Robust Convolutional Neural Networks under Adversarial Noise

TL;DR

This paper introduces a stochastic noise-based CNN architecture that enhances robustness against adversarial perturbations, outperforming existing methods especially under strong adversarial conditions.

Contribution

A novel feedforward CNN model incorporating stochastic additive noise at multiple layers, improving adversarial robustness with minimal additional parameters.

Findings

Outperforms existing methods on CIFAR-10 and ImageNet

More effective against stronger adversarial noise

Scalable due to simple mean and variance parameterization

Abstract

Recent studies have shown that Convolutional Neural Networks (CNNs) are vulnerable to a small perturbation of input called "adversarial examples". In this work, we propose a new feedforward CNN that improves robustness in the presence of adversarial noise.
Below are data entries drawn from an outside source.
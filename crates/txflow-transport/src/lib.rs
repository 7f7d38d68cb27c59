//! JSON-RPC transport module for the txflow pipeline.
//!
//! This module defines the request/response capability every method executes
//! through, and the optional subscription capability the head watcher uses
//! when the node can push `newHeads` notifications. An HTTP implementation is
//! provided; anything else (sockets, in-process nodes, test doubles) plugs in
//! by implementing the traits.

use async_trait::async_trait;
use serde::{Deserialize, Serialize};
use serde_json::Value;
use thiserror::Error;
use tokio::sync::mpsc;

/// Re-export implementations
pub mod implementations {
	pub mod http;
}

pub use implementations::http::HttpTransport;

/// JSON-RPC internal error code, used for failures below the protocol layer.
pub const INTERNAL_ERROR: i64 = -32603;

/// Error returned by the node, or raised by the transport on its behalf.
#[derive(Debug, Clone, PartialEq, Eq, Error, Serialize, Deserialize)]
#[error("RPC error {code}: {message}")]
pub struct RpcError {
	/// JSON-RPC error code.
	pub code: i64,
	/// Human readable message.
	pub message: String,
}

impl RpcError {
	pub fn new(code: i64, message: impl Into<String>) -> Self {
		Self {
			code,
			message: message.into(),
		}
	}

	/// Wraps a connection or decoding failure.
	pub fn transport(message: impl Into<String>) -> Self {
		Self::new(INTERNAL_ERROR, message)
	}
}

/// Request/response capability.
#[async_trait]
pub trait RpcTransport: Send + Sync {
	/// Sends one JSON-RPC request and returns its `result` member.
	async fn call(&self, method: &str, params: Vec<Value>) -> Result<Value, RpcError>;
}

/// A live `eth_subscribe` subscription.
#[derive(Debug)]
pub struct Subscription {
	/// Identifier the node assigned; needed to unsubscribe.
	pub id: String,
	/// Notification payloads in arrival order.
	pub notifications: mpsc::Receiver<Value>,
}

/// Push notification capability.
#[async_trait]
pub trait SubscriptionTransport: Send + Sync {
	/// Opens a subscription, e.g. with params `["newHeads"]`.
	async fn subscribe(&self, params: Vec<Value>) -> Result<Subscription, RpcError>;

	/// Releases the subscription with the given id.
	async fn unsubscribe(&self, id: &str) -> Result<(), RpcError>;
}
//! Methods that submit a transaction and track it to confirmation.

use super::call::validate_arguments;
use crate::confirmation::TransactionConfirmationWorkflow;
use crate::handle::{self, Emitter, PendingTransaction};
use crate::module::ModuleContext;
use crate::MethodError;
use serde_json::Value;
use std::sync::Arc;
use tracing::Instrument;
use txflow_types::{MethodDescriptor, SubmittedTransaction, TransactionRequest, B256};

#[derive(Clone)]
pub struct SendMethod {
	descriptor: MethodDescriptor,
	parameters: Vec<Value>,
	workflow: Arc<TransactionConfirmationWorkflow>,
}

impl SendMethod {
	pub fn new(descriptor: MethodDescriptor, workflow: Arc<TransactionConfirmationWorkflow>) -> Self {
		Self {
			descriptor,
			parameters: Vec::new(),
			workflow,
		}
	}

	pub fn descriptor(&self) -> &MethodDescriptor {
		&self.descriptor
	}

	pub fn set_parameters(&mut self, parameters: Vec<Value>) {
		self.parameters = parameters;
	}

	pub fn parameters(&self) -> &[Value] {
		&self.parameters
	}

	pub fn workflow(&self) -> &Arc<TransactionConfirmationWorkflow> {
		&self.workflow
	}

	pub fn validate_arguments(&self, given: usize) -> Result<(), MethodError> {
		validate_arguments(&self.descriptor, given)
	}

	/// Submits the stored parameters and returns the tracking handle.
	///
	/// Must be called within a Tokio runtime; submission and tracking run on
	/// a spawned task.
	pub fn execute(&self, module: &Arc<ModuleContext>) -> Result<PendingTransaction, MethodError> {
		self.validate_arguments(self.parameters.len())?;

		let (emitter, pending) = handle::channel(module.options().confirmation_blocks)?;
		let method = self.clone();
		let module = Arc::clone(module);
		let span = tracing::info_span!("send", method = self.descriptor.rpc_method);

		tokio::spawn(
			async move {
				let parameters = method.parameters.clone();
				method
					.dispatch(&module, parameters, None, None, emitter)
					.await;
			}
			.instrument(span),
		);

		Ok(pending)
	}

	/// Sends `parameters`, reports the hash and runs the confirmation
	/// workflow. Every outcome, including a failed send, goes to `emitter`.
	pub(crate) async fn dispatch(
		&self,
		module: &Arc<ModuleContext>,
		parameters: Vec<Value>,
		gas_provided: Option<u64>,
		request: Option<TransactionRequest>,
		emitter: Emitter,
	) {
		if emitter.is_cancelled() {
			tracing::debug!(method = self.descriptor.rpc_method, "Cancelled before submission");
			emitter.reject(MethodError::Cancelled);
			return;
		}
		let hash = match self.send(module, parameters).await {
			Ok(hash) => hash,
			Err(e) => {
				tracing::warn!(method = self.descriptor.rpc_method, error = %e, "Transaction submission failed");
				emitter.reject(e);
				return;
			}
		};

		tracing::info!(tx_hash = %hash, "Transaction submitted");
		emitter.archive(SubmittedTransaction { hash, request });
		emitter.transaction_hash(hash);

		self.workflow
			.execute(module, hash, gas_provided, emitter)
			.await;
	}

	async fn send(&self, module: &ModuleContext, parameters: Vec<Value>) -> Result<B256, MethodError> {
		self.validate_arguments(parameters.len())?;
		let value = module
			.transport()
			.call(self.descriptor.rpc_method, parameters)
			.await?;
		serde_json::from_value(value)
			.map_err(|e| MethodError::Decode(format!("transaction hash: {}", e)))
	}
}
Our model uses stochastic additive noise added to the input image and to the CNN models. The proposed model operates in conjunction with a CNN trained with either standard or adversarial objective function. In particular, convolution, max-pooling, and ReLU layers are modified to benefit from the noise model. Our feedforward model is parameterized by only a mean and variance per pixel which simplifies computations and makes our method scalable to a deep architecture. From CIFAR-10 and ImageNet test, the proposed model outperforms other methods and the improvement is more evident for difficult classification tasks or stronger adversarial noise.